Trostjanez était autrefois une petite ville endormie, située à une trentaine de kilomètres de la frontière russo-ukrainienne. Aujourd’hui, après le retrait des soldats russes, elle est en grande partie détruite. Dès les premières heures de l’invasion russe de l’Ukraine, les chars sont entrés dans Trostjanez. Les soldats se sont déployés dans la ville et ont occupé plusieurs bâtiments: l’Office des forêts, la gare et une fabrique de chocolat.

Le général commandant les unités a fait de la chambre 23 de la municipalité son bureau; auparavant, c’était le bureau de la comptabilité. Une bouteille de whisky de malt trône encore sur le bureau, des mégots écrasés sont posés sur le bord d’un cendrier. Le commandant a dormi sur un lit étroit qui provient d’un hôtel voisin. Ses hommes étaient logés un étage plus bas. Il est évident qu’ils dormaient, mangeaient et faisaient leurs besoins dans les mêmes pièces. Apparemment, il y avait aussi des blessés parmi eux. Des uniformes russes tachés de sang gisent sur le sol.

Les Russes sont restés trente jours à Trostjanez. Puis, lors d’une violente contre-offensive ukrainienne, ils ont quitté la ville dans un convoi de chars, de véhicules militaires, de camions remplis de butins de guerre et de nombreux véhicules volés sur lesquels ils avaient peint un Z, le signe de l’armée d’invasion russe. La violence, les destructions et les morts que les soldats ont laissés derrière eux avec leur involontaire «opération de libération» resteront à jamais gravés dans la mémoire des habitants de cette station balnéaire autrefois pittoresque de 20’000 habitants.

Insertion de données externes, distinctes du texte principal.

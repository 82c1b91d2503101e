//! Workspace umbrella crate.
//!
//! Exposes feature flags that map onto the individual workspace crates so a
//! host application can depend on `encore-workspace` alone. The default
//! `desktop-shims` feature pulls in the full `core-service` façade with the
//! desktop bridges; `playback-only` exposes just the playback core for hosts
//! that bring their own bridges.

#[cfg(feature = "desktop-shims")]
pub use core_service as service;

#[cfg(feature = "playback-only")]
pub use core_playback as playback;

Sur la place devant la gare, on peut désormais voir un sinistre spectacle de chars d’assaut criblés de tirs, un obusier blindé détruit et un bus jaune criblé de balles, dont les sièges sont recouverts de sang séché. Des centaines de caisses de munitions vertes et de douilles d’obus sont éparpillées sur la place, témoignant de l’utilisation d’obus et de roquettes Grad que les Russes ont tirés d’ici sur les villages voisins. Les bâtiments qui n’ont pas été détruits pendant les combats sont couverts de slogans pro-russes et d’insultes contre le président ukrainien Volodymyr Zelensky.

Là où dormait autrefois Tchaïkovski 

Au cours de nos deux jours d’enquête dans la ville, nous avons trouvé des preuves d’exécutions, de tortures et de pillages systématiques pendant le mois d’occupation russe. Il faudra toutefois attendre encore longtemps avant que les crimes commis par les Russes dans des endroits comme Trostjanez soient répertoriés.

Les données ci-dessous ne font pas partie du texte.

#[test]
#[cfg(feature = "crypto")]
fn cipher_inverse() -> InternalResult {
	use crate::crypto::*;

	let iv = [0x42u8; IV_SIZE];

	for size in [16, 32, 256, 4096] {
		let plain = noise(size, size as u64);

		let mut ecb = plain.clone();
		encrypt_ecb(&mut ecb, &CLASSIC_KEY)?;
		assert_ne!(ecb, plain);
		decrypt_ecb(&mut ecb, &CLASSIC_KEY)?;
		assert_eq!(ecb, plain);

		let mut cbc = plain.clone();
		encrypt_cbc(&mut cbc, &MODERN_KEY, &iv)?;
		assert_ne!(cbc, plain);
		decrypt_cbc(&mut cbc, &MODERN_KEY, &iv)?;
		assert_eq!(cbc, plain);
	}

	let mut ragged = [0u8; 17];
	assert!(matches!(decrypt_ecb(&mut ragged, &CLASSIC_KEY), Err(InternalError::CryptoError(_))));
	assert!(matches!(
		decrypt_cbc(&mut ragged, &MODERN_KEY, &iv),
		Err(InternalError::CryptoError(_))
	));

	Ok(())
}

#[test]
#[cfg(feature = "compression")]
fn compression_roundtrip() -> InternalResult {
	let inputs = [
		Vec::new(),
		vec![0x39; crate::CHUNK_SIZE * 3 + 1],
		noise(crate::CHUNK_SIZE + 7, 0x5EED),
		lorem(4 * 1024 * 1024),
	];

	for input in inputs {
		let mut compressed = Vec::new();
		let report = Compressor::new(input.as_slice()).compress(&mut compressed)?;

		assert_eq!(report.original_size, input.len() as u64);
		assert_eq!(report.compressed_size, compressed.len() as u64);
		assert_eq!(&compressed[..2], &[0x1F, 0x8B]);

		let mut output = vec![0u8; input.len()];
		Compressor::new(compressed.as_slice()).decompress(&mut output)?;
		assert_eq!(output, input);
	}

	Ok(())
}

#[test]
#[cfg(feature = "compression")]
fn checksum_tolerance() -> InternalResult {
	let mut compressed = gzip(POEM)?;

	// Corrupt the CRC32 of the gzip trailer, then pad the member like an aligned archive would
	let crc = compressed.len() - 8;
	compressed[crc] ^= 0xFF;
	compressed.extend_from_slice(&[crate::PADDING_VALUE; 11]);

	let mut output = vec![0u8; POEM.len()];
	Compressor::new(compressed.as_slice()).decompress(&mut output)?;
	assert_eq!(output.as_slice(), POEM);

	// Running out of data before the output is full is still an error
	let truncated = &compressed[..compressed.len() / 2];
	let mut output = vec![0u8; POEM.len()];
	assert!(matches!(
		Compressor::new(truncated).decompress(&mut output),
		Err(InternalError::DeCompressionError(_))
	));

	Ok(())
}

#[test]
#[cfg(feature = "builder")]
fn stream_writer_pools() -> InternalResult {
	use crate::endian::Endianness;

	let mut writer = StreamWriter::new(Cursor::new(Vec::new()), Endianness::Big, PointerWidth::Bits32);

	// 0x00: pointer to an outer block, which itself queues a pointer to an inner block
	writer.write_func_ptr(0, |w| {
		w.write_u32(0xAAAA_AAAA)?;
		w.write_func_ptr(0, |w| w.write_u32(0xBBBB_BBBB))
	})?;
	// 0x04: relative pointer, resolved against base 4
	writer.write_func_ptr(4, |w| w.write_u32(0xCCCC_CCCC))?;
	// 0x08: delayed value
	writer.write_delayed(|w| w.write_u32(0x1234_5678))?;
	// 0x0C, 0x10, 0x14: strings, the third repeats the first
	writer.write_str_ptr("miku")?;
	writer.write_str_ptr("rin")?;
	writer.write_str_ptr("miku")?;

	writer.flush_pointer_pool()?;
	writer.flush_delayed_pool()?;
	writer.flush_string_pool()?;

	let bytes = writer.into_inner().into_inner();
	let word = |at: usize| u32::from_be_bytes([bytes[at], bytes[at + 1], bytes[at + 2], bytes[at + 3]]);

	// outer block at 0x18, the relative block follows it, the inner block is queued last
	assert_eq!(word(0x00), 0x18);
	assert_eq!(word(0x18), 0xAAAA_AAAA);
	assert_eq!(word(0x1C), 0x24);
	assert_eq!(word(0x04), 0x20 - 4);
	assert_eq!(word(0x20), 0xCCCC_CCCC);
	assert_eq!(word(0x24), 0xBBBB_BBBB);
	assert_eq!(word(0x08), 0x1234_5678);

	assert_eq!(word(0x0C), 0x28);
	assert_eq!(word(0x10), 0x2D);
	assert_eq!(word(0x14), 0x28);
	assert_eq!(&bytes[0x28..], b"miku\0rin\0");

	Ok(())
}

#[test]
#[cfg(feature = "builder")]
fn stream_writer_alignment() -> InternalResult {
	use crate::endian::Endianness;

	let mut writer = StreamWriter::new(Cursor::new(Vec::new()), Endianness::Little, PointerWidth::Bits64);
	writer.write_u8(1)?;
	writer.write_alignment_padding(16)?;
	assert_eq!(writer.position()?, 16);

	writer.write_alignment_padding(16)?;
	assert_eq!(writer.position()?, 16);

	writer.write_ptr(u64::MAX)?;
	assert_eq!(writer.position()?, 24);

	let bytes = writer.into_inner().into_inner();
	assert!(bytes[1..16].iter().all(|b| *b == crate::PADDING_VALUE));

	let mut narrow = StreamWriter::new(Cursor::new(Vec::new()), Endianness::Big, PointerWidth::Bits32);
	assert!(narrow.write_ptr(u32::MAX as u64 + 1).is_err());

	Ok(())
}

Mais pour l’instant, la priorité est donnée aux travaux de nettoyage. Les spécialistes militaires ukrainiens enlèvent les mines et les fils à piège dans le cimetière, à la gare et même dans le musée du chocolat, situé dans une élégante villa où le compositeur russe Piotr Tchaïkovski a autrefois séjourné. Dimanche dernier [10 avril], l’électricité a été rétablie pour la première fois depuis des semaines. Lundi, le premier train, depuis l’invasion, est arrivé à la gare détruite. Mais les rues continuent d’être jonchées de carcasses tordues de véhicules militaires russes. Et il n’y a rien à acheter à manger, tout a été pillé.

Il y a encore dix ans, les habitants de Trostjanez auraient sans doute dit surtout du bien de la Russie, qui n’est qu’à un court trajet en voiture. Beaucoup y ont des amis et de la famille. Maintenant, ils rivalisent pour insulter les voisins qui ont déversé sur eux ce malheur: «Barbares!», «Salauds!», «Bâtards!»

Jurij Bova est le maire de Trostjanez. Il se promène en uniforme dans la ville, son pistolet est glissé à l’avant de son gilet pare-balles. Il dit qu’il est encore trop tôt pour dire de manière fiable combien de civils ont été tués par les soldats russes. Il y en avait «certainement plus de 50, mais probablement pas des centaines», estime-t-il. Il admet aujourd’hui que l’idée d’une invasion russe lui paraissait totalement farfelue, il y a encore quelques semaines. Mais lorsque les avertissements d’une guerre se sont faits de plus en plus pressants, il a convoqué une réunion avec tous ceux qui souhaitaient rejoindre les forces de défense territoriales, même si la petite ville n’avait jamais abrité d’installation militaire. Une centaine de personnes sont venues. Tout compte fait, il y avait quelques fusils de chasse, quelques pistolets, quelques policiers disposaient de kalachnikovs. Il a été décidé de demander des armes à Kiev.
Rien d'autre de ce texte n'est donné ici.